## Exercise objective
Where a line in the records below includes "clippy", pull that line out.
= = = = = = =
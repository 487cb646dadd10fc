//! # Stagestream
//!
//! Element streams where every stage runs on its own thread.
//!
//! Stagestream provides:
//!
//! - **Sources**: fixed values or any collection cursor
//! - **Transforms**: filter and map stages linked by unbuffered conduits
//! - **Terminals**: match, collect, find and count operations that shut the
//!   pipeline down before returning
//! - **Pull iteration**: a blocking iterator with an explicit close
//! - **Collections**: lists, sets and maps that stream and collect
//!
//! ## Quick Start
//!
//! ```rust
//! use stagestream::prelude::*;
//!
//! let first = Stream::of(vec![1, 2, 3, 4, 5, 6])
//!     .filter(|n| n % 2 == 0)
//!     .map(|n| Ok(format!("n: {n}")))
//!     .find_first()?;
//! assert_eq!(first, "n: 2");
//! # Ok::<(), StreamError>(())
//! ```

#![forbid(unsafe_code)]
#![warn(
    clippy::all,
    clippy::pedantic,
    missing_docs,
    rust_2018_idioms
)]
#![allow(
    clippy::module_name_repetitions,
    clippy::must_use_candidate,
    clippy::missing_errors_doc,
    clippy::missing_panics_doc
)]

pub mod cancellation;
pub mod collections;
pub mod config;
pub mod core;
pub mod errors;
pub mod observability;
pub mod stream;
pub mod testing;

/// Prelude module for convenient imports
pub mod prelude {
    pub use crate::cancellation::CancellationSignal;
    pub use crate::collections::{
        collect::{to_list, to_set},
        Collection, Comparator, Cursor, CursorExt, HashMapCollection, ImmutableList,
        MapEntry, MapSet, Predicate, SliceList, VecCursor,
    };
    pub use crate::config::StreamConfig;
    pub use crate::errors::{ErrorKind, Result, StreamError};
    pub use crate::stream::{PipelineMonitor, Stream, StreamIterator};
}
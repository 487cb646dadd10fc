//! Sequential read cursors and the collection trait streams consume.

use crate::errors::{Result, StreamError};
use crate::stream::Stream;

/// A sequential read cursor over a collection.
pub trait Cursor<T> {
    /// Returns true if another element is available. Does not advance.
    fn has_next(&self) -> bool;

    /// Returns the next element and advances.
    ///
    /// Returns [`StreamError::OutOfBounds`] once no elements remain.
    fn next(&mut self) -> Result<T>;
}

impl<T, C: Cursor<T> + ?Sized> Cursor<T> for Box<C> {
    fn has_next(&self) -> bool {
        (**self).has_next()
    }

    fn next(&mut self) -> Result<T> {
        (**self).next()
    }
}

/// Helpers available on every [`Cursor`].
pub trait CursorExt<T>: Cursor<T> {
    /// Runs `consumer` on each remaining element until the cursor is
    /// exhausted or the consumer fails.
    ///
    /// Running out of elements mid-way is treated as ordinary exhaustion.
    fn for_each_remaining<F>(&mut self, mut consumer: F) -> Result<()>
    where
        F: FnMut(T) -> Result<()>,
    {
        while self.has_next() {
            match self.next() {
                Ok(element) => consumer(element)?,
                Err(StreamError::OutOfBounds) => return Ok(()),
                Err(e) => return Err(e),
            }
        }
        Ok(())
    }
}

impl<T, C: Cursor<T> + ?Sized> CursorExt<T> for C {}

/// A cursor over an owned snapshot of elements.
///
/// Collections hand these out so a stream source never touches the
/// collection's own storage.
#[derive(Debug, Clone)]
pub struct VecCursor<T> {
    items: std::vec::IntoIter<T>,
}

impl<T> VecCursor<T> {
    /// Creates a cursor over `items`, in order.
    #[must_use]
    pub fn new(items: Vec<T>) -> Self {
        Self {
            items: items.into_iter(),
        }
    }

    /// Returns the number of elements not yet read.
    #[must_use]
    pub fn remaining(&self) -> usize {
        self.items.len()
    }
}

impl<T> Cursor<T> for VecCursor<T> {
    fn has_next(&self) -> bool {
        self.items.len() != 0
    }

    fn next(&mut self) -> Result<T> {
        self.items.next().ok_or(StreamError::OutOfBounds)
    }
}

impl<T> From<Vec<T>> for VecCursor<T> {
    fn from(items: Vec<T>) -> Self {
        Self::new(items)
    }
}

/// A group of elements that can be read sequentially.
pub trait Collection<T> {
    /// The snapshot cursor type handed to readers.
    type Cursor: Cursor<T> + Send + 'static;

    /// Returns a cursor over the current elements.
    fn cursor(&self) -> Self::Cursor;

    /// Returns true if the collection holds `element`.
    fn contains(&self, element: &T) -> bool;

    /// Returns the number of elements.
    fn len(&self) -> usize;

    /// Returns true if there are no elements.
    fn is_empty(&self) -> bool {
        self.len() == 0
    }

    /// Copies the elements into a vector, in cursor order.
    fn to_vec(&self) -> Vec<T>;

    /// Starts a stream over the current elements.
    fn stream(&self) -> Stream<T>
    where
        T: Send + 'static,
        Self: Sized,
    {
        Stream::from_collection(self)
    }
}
= = = = = = =
## The completed task
    clippy::all,
    clippy::pedantic,
    clippy::module_name_repetitions,
    clippy::must_use_candidate,
    clippy::missing_errors_doc,
    clippy::missing_panics_doc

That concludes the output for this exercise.